Anti-microbial properties of a multi-component alloy

TL;DR

This study develops multi-component metallic alloys with enhanced antimicrobial properties, demonstrating rapid and broad-spectrum pathogen reduction, especially with copper-rich compositions, for use in high-touch surfaces.

Contribution

It introduces an entropy-motivated approach to create scalable bioactive alloys of copper, silver, nickel, and cobalt with synergistic antimicrobial effects.

Findings

Alloys achieved up to 6.9 log reduction of Phi6 virus after 30 seconds.

Significant antimicrobial activity observed against MS2, E. coli, and B. subtilis.

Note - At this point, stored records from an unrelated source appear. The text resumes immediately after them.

impl backend::Instance<Headless> for SimInstance {
    fn enumerate_adapter(&self, preference: AdapterPreference) -> RenderResult<SimAdapter> {
        let config = self.gpu.config();
        let info = match preference {
            AdapterPreference::Software if config.software_adapter => AdapterInfo {
                name: "Simulated WARP".into(),
                software: true,
                dedicated_video_memory: 0,
            },
            AdapterPreference::HighPerformance if config.hardware_adapter => AdapterInfo {
                name: "Simulated GPU".into(),
                software: config.hardware_reports_software,
                dedicated_video_memory: 4 << 30,
            },
            _ => {
                return Err(RenderError::AdapterUnavailable(BackendFailure::with_status(
                    DXGI_ERROR_NOT_FOUND,
                    format!("no {preference:?} adapter"),
                )))
            }
        };
        Ok(SimAdapter {
            gpu: self.gpu.clone(),
            info,
        })
    }

    fn tearing_supported(&self) -> bool {
        self.gpu.config().tearing
    }

    fn create_swap_chain(
        &self,
        _queue: &SimQueue,
        _window: RawWindowHandle,
        desc: &SwapChainDesc,
    ) -> RenderResult<SimSwapChain> {
        if desc.flags.contains(SwapChainFlags::ALLOW_TEARING) && !self.gpu.config().tearing {
            return Err(RenderError::resource(
                Resource::SwapChain,
                BackendFailure::with_status(DXGI_ERROR_INVALID_CALL, "tearing not supported"),
            ));
        }
        let mut swap_chain = SimSwapChain {
            gpu: self.gpu.clone(),
            desc: *desc,
            images: Vec::new(),
            current: 0,
        };
        swap_chain.allocate(desc.buffer_count, desc.width, desc.height);
        Ok(swap_chain)
    }
}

Copper content correlates with increased bioactivity in the alloys.

Abstract

High traffic touch surfaces such as doorknobs, countertops, and handrails can be transmission points for the spread of pathogens, emphasizing the need to develop materials that actively self-sanitize. Metals are frequently used for these surfaces due to their durability, but many metals also possess antimicrobial properties which function through a variety of mechanisms. This work investigates metallic alloys comprised of several bioactive metals with the target of achieving broad-spectrum, rapid bioactivity through synergistic activity. An entropy-motivated stabilization paradigm is proposed to prepare scalable alloys of copper, silver, nickel and cobalt. Using combinatorial sputtering, thin-film alloys were prepared on 100 mm wafers with 50% compositional grading of each element across the wafer. The films were then annealed and investigated for alloy stability. Bioactivity testing was performed on both the as-grown alloys and the annealed films using four microorganisms -- Phi6, MS2, Bacillus subtilis and Escherichia coli -- as surrogates for human viral and bacterial pathogens. Testing showed that after 30 s of contact with some of the test alloys, Phi6, an enveloped, single-stranded RNA bacteriophage that serves as a SARS-CoV 2 surrogate, was reduced up to 6.9 orders of magnitude (>99.9999%). Additionally, the non-enveloped, double-stranded DNA bacteriophage MS2, and the Gram-negative E. coli and Gram-positive B. subtilis bacterial strains showed a 5.0, 6.4, and 5.7 log reduction in activity after 30, 20 and 10 minutes, respectively. Bioactivity in the alloy samples showed a strong dependence on the composition, with the log reduction scaling directly with the Cu content. Concentration of Cu by phase separation after annealing improved activity in some of the samples. The results motivate a variety of themes which can be leveraged to design ideal bioactive surfaces.